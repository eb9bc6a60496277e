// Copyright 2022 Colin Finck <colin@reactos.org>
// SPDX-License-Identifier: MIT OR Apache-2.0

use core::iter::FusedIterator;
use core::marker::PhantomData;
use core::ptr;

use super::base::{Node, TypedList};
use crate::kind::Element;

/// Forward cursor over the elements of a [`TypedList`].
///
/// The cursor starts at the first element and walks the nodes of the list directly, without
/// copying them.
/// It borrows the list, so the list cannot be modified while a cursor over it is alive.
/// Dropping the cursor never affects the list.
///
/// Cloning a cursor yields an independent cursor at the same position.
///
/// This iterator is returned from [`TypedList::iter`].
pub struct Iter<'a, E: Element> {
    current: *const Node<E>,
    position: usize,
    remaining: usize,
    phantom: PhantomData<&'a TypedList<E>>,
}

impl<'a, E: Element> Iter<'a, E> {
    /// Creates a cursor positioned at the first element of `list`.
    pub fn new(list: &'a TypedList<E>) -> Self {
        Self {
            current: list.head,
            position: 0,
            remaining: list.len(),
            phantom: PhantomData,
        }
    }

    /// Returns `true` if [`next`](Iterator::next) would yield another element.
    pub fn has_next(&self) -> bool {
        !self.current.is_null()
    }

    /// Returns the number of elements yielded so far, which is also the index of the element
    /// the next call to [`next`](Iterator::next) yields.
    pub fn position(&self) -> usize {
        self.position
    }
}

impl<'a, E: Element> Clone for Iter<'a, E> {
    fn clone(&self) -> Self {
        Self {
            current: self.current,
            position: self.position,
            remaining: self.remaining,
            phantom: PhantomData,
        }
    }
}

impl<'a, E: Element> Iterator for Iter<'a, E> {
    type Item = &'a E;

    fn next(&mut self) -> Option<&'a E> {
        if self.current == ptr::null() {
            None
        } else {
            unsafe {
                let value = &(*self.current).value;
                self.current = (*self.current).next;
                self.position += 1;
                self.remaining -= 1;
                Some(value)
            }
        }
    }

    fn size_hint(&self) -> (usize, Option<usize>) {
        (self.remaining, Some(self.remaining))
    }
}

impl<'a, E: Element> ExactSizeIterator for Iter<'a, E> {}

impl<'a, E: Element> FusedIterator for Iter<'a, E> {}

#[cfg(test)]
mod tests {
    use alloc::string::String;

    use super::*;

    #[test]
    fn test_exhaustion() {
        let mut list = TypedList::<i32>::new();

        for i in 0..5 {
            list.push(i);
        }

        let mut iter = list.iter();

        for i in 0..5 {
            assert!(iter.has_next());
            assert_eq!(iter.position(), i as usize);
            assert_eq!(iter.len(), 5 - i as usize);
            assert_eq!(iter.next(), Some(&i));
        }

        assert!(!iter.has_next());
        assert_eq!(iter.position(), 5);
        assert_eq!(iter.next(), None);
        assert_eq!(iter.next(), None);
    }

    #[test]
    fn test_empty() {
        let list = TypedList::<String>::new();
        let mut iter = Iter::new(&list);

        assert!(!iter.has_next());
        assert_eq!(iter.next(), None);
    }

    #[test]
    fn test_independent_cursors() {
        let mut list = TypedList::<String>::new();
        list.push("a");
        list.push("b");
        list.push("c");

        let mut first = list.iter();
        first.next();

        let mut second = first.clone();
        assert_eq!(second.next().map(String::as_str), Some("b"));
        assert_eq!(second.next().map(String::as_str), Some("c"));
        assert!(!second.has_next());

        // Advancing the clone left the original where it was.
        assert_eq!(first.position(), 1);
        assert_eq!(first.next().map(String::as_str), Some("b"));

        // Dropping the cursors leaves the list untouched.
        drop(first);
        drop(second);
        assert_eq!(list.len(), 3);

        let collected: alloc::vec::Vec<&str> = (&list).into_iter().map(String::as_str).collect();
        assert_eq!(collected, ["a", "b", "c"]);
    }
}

==

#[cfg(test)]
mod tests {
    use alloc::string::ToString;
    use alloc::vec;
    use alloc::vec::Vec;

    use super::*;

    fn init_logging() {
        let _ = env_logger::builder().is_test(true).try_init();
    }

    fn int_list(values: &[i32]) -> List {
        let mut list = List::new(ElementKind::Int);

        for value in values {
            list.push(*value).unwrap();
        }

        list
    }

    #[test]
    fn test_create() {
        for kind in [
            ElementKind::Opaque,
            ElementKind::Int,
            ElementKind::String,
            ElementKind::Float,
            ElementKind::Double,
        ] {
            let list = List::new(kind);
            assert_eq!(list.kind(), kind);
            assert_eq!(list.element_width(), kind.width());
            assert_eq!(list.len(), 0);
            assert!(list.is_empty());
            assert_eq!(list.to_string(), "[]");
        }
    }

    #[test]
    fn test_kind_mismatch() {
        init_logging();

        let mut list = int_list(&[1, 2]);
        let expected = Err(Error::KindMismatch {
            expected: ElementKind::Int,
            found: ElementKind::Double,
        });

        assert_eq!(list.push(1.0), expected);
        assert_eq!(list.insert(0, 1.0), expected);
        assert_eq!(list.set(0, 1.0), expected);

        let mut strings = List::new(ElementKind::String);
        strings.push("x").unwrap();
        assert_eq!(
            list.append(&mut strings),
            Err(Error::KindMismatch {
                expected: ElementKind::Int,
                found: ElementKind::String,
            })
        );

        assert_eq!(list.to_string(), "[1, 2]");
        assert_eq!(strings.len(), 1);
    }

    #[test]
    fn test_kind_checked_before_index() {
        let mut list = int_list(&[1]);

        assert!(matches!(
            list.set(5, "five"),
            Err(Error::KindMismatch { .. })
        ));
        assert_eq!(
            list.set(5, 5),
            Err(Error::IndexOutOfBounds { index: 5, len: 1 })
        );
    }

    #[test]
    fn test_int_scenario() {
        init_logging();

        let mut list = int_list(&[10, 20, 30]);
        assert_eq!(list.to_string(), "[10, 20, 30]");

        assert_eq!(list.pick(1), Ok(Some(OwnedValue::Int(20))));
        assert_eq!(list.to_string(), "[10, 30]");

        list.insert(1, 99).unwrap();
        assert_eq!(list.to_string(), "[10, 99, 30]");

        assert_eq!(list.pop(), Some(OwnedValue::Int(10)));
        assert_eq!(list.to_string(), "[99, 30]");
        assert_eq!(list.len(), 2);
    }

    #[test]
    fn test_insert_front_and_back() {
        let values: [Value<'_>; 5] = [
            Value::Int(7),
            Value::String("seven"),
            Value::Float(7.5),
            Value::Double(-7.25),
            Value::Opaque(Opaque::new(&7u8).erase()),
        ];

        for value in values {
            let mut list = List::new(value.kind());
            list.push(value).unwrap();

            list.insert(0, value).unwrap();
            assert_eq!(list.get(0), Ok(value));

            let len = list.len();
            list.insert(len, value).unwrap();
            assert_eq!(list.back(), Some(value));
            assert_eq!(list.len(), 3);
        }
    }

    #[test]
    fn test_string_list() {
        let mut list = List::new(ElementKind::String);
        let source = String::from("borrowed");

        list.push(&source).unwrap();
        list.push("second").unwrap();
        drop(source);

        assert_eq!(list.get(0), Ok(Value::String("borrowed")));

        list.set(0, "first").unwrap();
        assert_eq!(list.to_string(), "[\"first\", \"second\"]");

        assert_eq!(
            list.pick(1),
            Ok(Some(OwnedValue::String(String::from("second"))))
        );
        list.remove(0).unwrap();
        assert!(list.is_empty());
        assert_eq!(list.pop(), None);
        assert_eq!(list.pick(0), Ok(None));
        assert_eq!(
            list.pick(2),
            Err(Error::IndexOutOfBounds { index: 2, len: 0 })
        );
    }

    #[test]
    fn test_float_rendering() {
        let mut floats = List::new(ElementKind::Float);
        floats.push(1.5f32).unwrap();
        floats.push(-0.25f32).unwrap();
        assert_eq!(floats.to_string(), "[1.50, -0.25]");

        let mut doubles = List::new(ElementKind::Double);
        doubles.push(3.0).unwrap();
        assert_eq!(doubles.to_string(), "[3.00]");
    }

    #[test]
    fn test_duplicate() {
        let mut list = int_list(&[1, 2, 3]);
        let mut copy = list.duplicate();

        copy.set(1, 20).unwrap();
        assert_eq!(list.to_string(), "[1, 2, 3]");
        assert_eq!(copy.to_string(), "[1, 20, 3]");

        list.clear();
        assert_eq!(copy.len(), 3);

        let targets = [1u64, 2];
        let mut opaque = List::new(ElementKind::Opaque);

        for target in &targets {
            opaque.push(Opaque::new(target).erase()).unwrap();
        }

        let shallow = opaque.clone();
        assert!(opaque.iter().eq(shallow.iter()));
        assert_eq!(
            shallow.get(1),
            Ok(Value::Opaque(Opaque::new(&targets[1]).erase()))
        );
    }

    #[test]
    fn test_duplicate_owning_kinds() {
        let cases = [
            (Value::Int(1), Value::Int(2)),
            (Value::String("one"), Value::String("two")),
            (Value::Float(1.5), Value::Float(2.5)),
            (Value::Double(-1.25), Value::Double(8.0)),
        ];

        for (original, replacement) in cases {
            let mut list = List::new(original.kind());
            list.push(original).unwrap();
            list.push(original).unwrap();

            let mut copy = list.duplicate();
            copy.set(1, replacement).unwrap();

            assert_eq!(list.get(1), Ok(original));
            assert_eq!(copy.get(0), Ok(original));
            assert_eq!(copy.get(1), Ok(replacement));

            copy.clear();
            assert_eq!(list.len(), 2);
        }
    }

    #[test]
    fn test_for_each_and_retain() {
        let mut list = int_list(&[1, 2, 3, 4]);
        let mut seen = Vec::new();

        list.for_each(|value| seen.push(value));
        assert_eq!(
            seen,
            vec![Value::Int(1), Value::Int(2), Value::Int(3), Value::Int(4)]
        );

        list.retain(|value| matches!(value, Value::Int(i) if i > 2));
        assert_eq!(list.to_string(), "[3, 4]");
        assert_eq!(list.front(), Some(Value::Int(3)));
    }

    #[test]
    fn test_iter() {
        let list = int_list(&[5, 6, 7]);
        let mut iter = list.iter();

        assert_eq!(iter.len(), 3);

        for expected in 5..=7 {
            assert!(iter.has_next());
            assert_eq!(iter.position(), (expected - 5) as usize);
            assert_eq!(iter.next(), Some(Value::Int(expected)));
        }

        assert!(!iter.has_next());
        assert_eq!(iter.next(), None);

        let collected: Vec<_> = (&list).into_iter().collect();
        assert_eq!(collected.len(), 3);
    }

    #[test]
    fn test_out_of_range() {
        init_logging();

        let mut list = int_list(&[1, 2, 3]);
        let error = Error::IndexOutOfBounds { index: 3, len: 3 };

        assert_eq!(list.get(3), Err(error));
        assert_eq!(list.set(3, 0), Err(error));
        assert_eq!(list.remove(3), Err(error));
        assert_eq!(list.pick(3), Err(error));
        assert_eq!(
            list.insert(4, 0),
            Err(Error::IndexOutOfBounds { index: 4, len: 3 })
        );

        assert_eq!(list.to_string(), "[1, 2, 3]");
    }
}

= Action item =
Filter the records above for the string "OwnedValue" and copy each matching line.

= Your response =
        assert_eq!(list.pick(1), Ok(Some(OwnedValue::Int(20))));
        assert_eq!(list.pop(), Some(OwnedValue::Int(10)));
            Ok(Some(OwnedValue::String(String::from("second"))))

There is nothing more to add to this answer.